【連載】花田先生のあおもり版画散歩 9
鮮やかな“黄色い絨毯”は、見る人を元気にしてくれますね!暑さも感じる季節になりましたが、陸奥湾から吹く爽やかな風も感じる作品です。
「菜の花畑(横浜町)」(木版画 40cm x 56cm) 日本板画院委員 花田陽悟
いまや全国的に名の知れた横浜町の菜の花畑です。菜の花が咲き誇る広大な黄色の世界に魅せられ、二度三度と足を運びました。菜の花は、春のあの青い空と全くのお似合いですが、雨にけむってもまた良しです。この日は遠くに霞む山やシエルエット状の林を脇役とし、しっとりとした黄色の光景を見せてくれました。
<花田陽悟プロフィール>
日本板画院委員。青森市生まれ。一時期同居していた叔父で洋画家の花田忠吾(1917〜2010年)の影響で幼いころから絵画に親しみ、制作風景を見るのが好きで、絵の具のにおいが好きで、何より絵を描くことが好きだった。
仕事としては青森県の教職員として県立木造高等学校長、県立青森高等学校長等を務め、青森市教育長、青森市助役など要職を歴任。一方、国体のハードル選手として長く青森県記録を保持していた。

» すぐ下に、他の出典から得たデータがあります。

//! Background sync coordinator.
//!
//! A periodic run evicts rows past retention, refreshes the top-level keys and
//! then enforces the capacity bounds. Runs are gated on device conditions and
//! retried with linear backoff.

use std::sync::Arc;
use std::time::Duration;

use futures::future::join_all;
use metrics::counter;
use serde::Serialize;
use tokio::sync::watch;
use tokio::task::JoinHandle;
use tokio::time::MissedTickBehavior;
use tracing::{info, warn};

use super::clock::Clock;
use super::error::CacheError;
use super::events::{CacheEvents, EventKind};
use super::eviction::EvictionManager;
use super::keys::CacheKey;
use super::refresh::RefreshCoordinator;
use crate::store::EvictionReport;

pub const METRIC_SYNC_RUNS_TOTAL: &str = "postcache_sync_runs_total";

pub const DEFAULT_SYNC_INTERVAL: Duration = Duration::from_secs(6 * 60 * 60);
pub const DEFAULT_BACKOFF_BASE: Duration = Duration::from_secs(30);
pub const DEFAULT_MAX_ATTEMPTS: u32 = 3;

#[derive(Debug, Clone, Copy, PartialEq, Eq)]
pub struct SyncConfig {
    pub interval: Duration,
    /// Delay before retry `n` is `backoff_base * n`.
    pub backoff_base: Duration,
    /// Attempts per scheduled run, including the first.
    pub max_attempts: u32,
}

impl Default for SyncConfig {
    fn default() -> Self {
        Self {
            interval: DEFAULT_SYNC_INTERVAL,
            backoff_base: DEFAULT_BACKOFF_BASE,
            max_attempts: DEFAULT_MAX_ATTEMPTS,
        }
    }
}

impl SyncConfig {
    pub fn backoff(&self, attempt: u32) -> Duration {
        self.backoff_base.saturating_mul(attempt)
    }
}

/// Device state a sync run depends on.
pub trait DeviceConditions: Send + Sync {
    fn network_connected(&self) -> bool;
    fn battery_low(&self) -> bool;
}

/// Conditions for hosts without a battery or connectivity monitor.
#[derive(Debug, Default, Clone, Copy)]
pub struct AlwaysAvailable;

impl DeviceConditions for AlwaysAvailable {
    fn network_connected(&self) -> bool {
        true
    }

    fn battery_low(&self) -> bool {
        false
    }
}

#[derive(Debug, Clone, PartialEq, Eq, Serialize)]
#[serde(tag = "state", rename_all = "snake_case")]
pub enum SyncState {
    Scheduled,
    Running { attempt: u32 },
    Retry { attempt: u32, delay_ms: u64 },
    Success { attempts: u32 },
    PermanentFailure { attempts: u32, error: String },
    Skipped { reason: SkipReason },
}

#[derive(Debug, Clone, Copy, PartialEq, Eq, Serialize)]
#[serde(rename_all = "snake_case")]
pub enum SkipReason {
    NoNetwork,
    BatteryLow,
}

#[derive(Debug, Clone, Copy, PartialEq, Eq, Serialize)]
#[serde(rename_all = "snake_case")]
pub enum SyncOutcome {
    Succeeded,
    Failed,
    Skipped,
}

impl SyncOutcome {
    pub fn as_str(self) -> &'static str {
        match self {
            SyncOutcome::Succeeded => "succeeded",
            SyncOutcome::Failed => "failed",
            SyncOutcome::Skipped => "skipped",
        }
    }
}

#[derive(Debug, Clone, Serialize)]
pub struct SyncReport {
    pub outcome: SyncOutcome,
    pub attempts: u32,
    pub evicted: EvictionReport,
    pub refreshed: Vec<CacheKey>,
    /// Error from the last attempt of a failed run.
    #[serde(serialize_with = "serialize_error")]
    pub error: Option<CacheError>,
}

fn serialize_error<S: serde::Serializer>(
    error: &Option<CacheError>,
    serializer: S,
) -> Result<S::Ok, S::Error> {
    match error {
        Some(err) => serializer.collect_str(err),
        None => serializer.serialize_none(),
    }
}

#[derive(Clone)]
pub struct SyncCoordinator {
    refresh: RefreshCoordinator,
    eviction: EvictionManager,
    conditions: Arc<dyn DeviceConditions>,
    clock: Arc<dyn Clock>,
    events: Arc<CacheEvents>,
    config: SyncConfig,
    state: Arc<watch::Sender<SyncState>>,
}

impl SyncCoordinator {
    pub fn new(
        refresh: RefreshCoordinator,
        eviction: EvictionManager,
        conditions: Arc<dyn DeviceConditions>,
        clock: Arc<dyn Clock>,
        events: Arc<CacheEvents>,
        config: SyncConfig,
    ) -> Self {
        let (state, _rx) = watch::channel(SyncState::Scheduled);
        Self {
            refresh,
            eviction,
            conditions,
            clock,
            events,
            config,
            state: Arc::new(state),
        }
    }

    pub fn state(&self) -> watch::Receiver<SyncState> {
        self.state.subscribe()
    }

    pub fn config(&self) -> &SyncConfig {
        &self.config
    }

    /// One sync pass without retry.
    ///
    /// Every top-level key is attempted even when another fails; the first
    /// failure is returned after the capacity pass.
    pub async fn run_once(&self) -> Result<(EvictionReport, Vec<CacheKey>), CacheError> {
        let mut evicted = self.eviction.evict_expired(self.clock.now()).await?;

        let results = join_all(
            CacheKey::TOP_LEVEL
                .iter()
                .map(|key| self.refresh.refresh(key)),
        )
        .await;

        evicted.merge(self.eviction.evict_over_capacity().await?);

        let mut refreshed = Vec::new();
        let mut first_error = None;
        for result in results {
            match result {
                Ok(outcome) => refreshed.push(outcome.key),
                Err(err) => {
                    first_error.get_or_insert(err);
                }
            }
        }

        match first_error {
            Some(err) => Err(err),
            None => Ok((evicted, refreshed)),
        }
    }

    /// A scheduled run: check conditions, then [`Self::run_once`] with linear
    /// backoff between attempts. The state ends as `Scheduled`.
    pub async fn run_with_retry(&self) -> SyncReport {
        if let Some(reason) = self.skip_reason() {
            info!(
                target = "postcache::cache::sync",
                reason = ?reason,
                "sync skipped"
            );
            self.set_state(SyncState::Skipped { reason });
            self.set_state(SyncState::Scheduled);
            counter!(METRIC_SYNC_RUNS_TOTAL, "outcome" => SyncOutcome::Skipped.as_str())
                .increment(1);
            return SyncReport {
                outcome: SyncOutcome::Skipped,
                attempts: 0,
                evicted: EvictionReport::default(),
                refreshed: Vec::new(),
                error: None,
            };
        }

        let max_attempts = self.config.max_attempts.max(1);
        let mut evicted = EvictionReport::default();
        let mut attempt = 0;
        let report = loop {
            attempt += 1;
            self.set_state(SyncState::Running { attempt });

            match self.run_once().await {
                Ok((report, refreshed)) => {
                    evicted.merge(report);
                    info!(
                        target = "postcache::cache::sync",
                        attempt,
                        refreshed = refreshed.len(),
                        evicted = evicted.total(),
                        "sync succeeded"
                    );
                    self.set_state(SyncState::Success { attempts: attempt });
                    break SyncReport {
                        outcome: SyncOutcome::Succeeded,
                        attempts: attempt,
                        evicted,
                        refreshed,
                        error: None,
                    };
                }
                Err(err) if err.is_retryable() && attempt < max_attempts => {
                    let delay = self.config.backoff(attempt);
                    warn!(
                        target = "postcache::cache::sync",
                        attempt,
                        delay_ms = delay.as_millis() as u64,
                        error = %err,
                        "sync attempt failed; retrying"
                    );
                    self.set_state(SyncState::Retry {
                        attempt,
                        delay_ms: delay.as_millis() as u64,
                    });
                    tokio::time::sleep(delay).await;
                }
                Err(err) => {
                    warn!(
                        target = "postcache::cache::sync",
                        attempt,
                        retryable = err.is_retryable(),
                        error = %err,
                        "sync failed"
                    );
                    self.set_state(SyncState::PermanentFailure {
                        attempts: attempt,
                        error: err.to_string(),
                    });
                    break SyncReport {
                        outcome: SyncOutcome::Failed,
                        attempts: attempt,
                        evicted,
                        refreshed: Vec::new(),
                        error: Some(err),
                    };
                }
            }
        };

        counter!(METRIC_SYNC_RUNS_TOTAL, "outcome" => report.outcome.as_str()).increment(1);
        self.events.publish(
            EventKind::SyncFinished {
                succeeded: report.outcome == SyncOutcome::Succeeded,
                attempts: report.attempts,
            },
            self.clock.now(),
        );
        self.set_state(SyncState::Scheduled);
        report
    }

    /// Run [`Self::run_with_retry`] every `interval` until the handle is aborted.
    /// The first run happens one interval after spawning.
    pub fn spawn(&self) -> JoinHandle<()> {
        let coordinator = self.clone();
        tokio::spawn(async move {
            let mut interval = tokio::time::interval(coordinator.config.interval);
            interval.set_missed_tick_behavior(MissedTickBehavior::Delay);
            interval.tick().await;
            loop {
                interval.tick().await;
                coordinator.run_with_retry().await;
            }
        })
    }

    fn skip_reason(&self) -> Option<SkipReason> {
        if !self.conditions.network_connected() {
            Some(SkipReason::NoNetwork)
        } else if self.conditions.battery_low() {
            Some(SkipReason::BatteryLow)
        } else {
            None
        }
    }

    fn set_state(&self, state: SyncState) {
        self.state.send_replace(state);
    }
}

#[cfg(test)]
mod tests {
    use super::*;

    #[test]
    fn backoff_grows_linearly() {
        let config = SyncConfig {
            backoff_base: Duration::from_secs(30),
            ..SyncConfig::default()
        };
        assert_eq!(config.backoff(1), Duration::from_secs(30));
        assert_eq!(config.backoff(2), Duration::from_secs(60));
        assert_eq!(config.backoff(3), Duration::from_secs(90));
    }

    #[test]
    fn defaults_match_schedule() {
        let config = SyncConfig::default();
        assert_eq!(config.interval, Duration::from_secs(21_600));
        assert_eq!(config.max_attempts, 3);
    }

    #[test]
    fn state_serializes_with_tag() {
        let json = serde_json::to_value(SyncState::Retry {
            attempt: 2,
            delay_ms: 60_000,
        })
        .expect("serialize");
        assert_eq!(json["state"], "retry");
        assert_eq!(json["delay_ms"], 60_000);
    }
}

40代から版画制作を始め、1988年に日本板画院に初出品、初入選。その後、ニュートン賞や青森県展特選などを受賞。2009年県立郷土館で、2019年には常盤ふるさと資料館あすか(藤崎町)にて花田陽悟展など作品展を開催。青森県の自然を題材にした透明感のある美しい色調の作品が多く、穏やかで温かい人柄そのものの作風が多くの人に愛されている。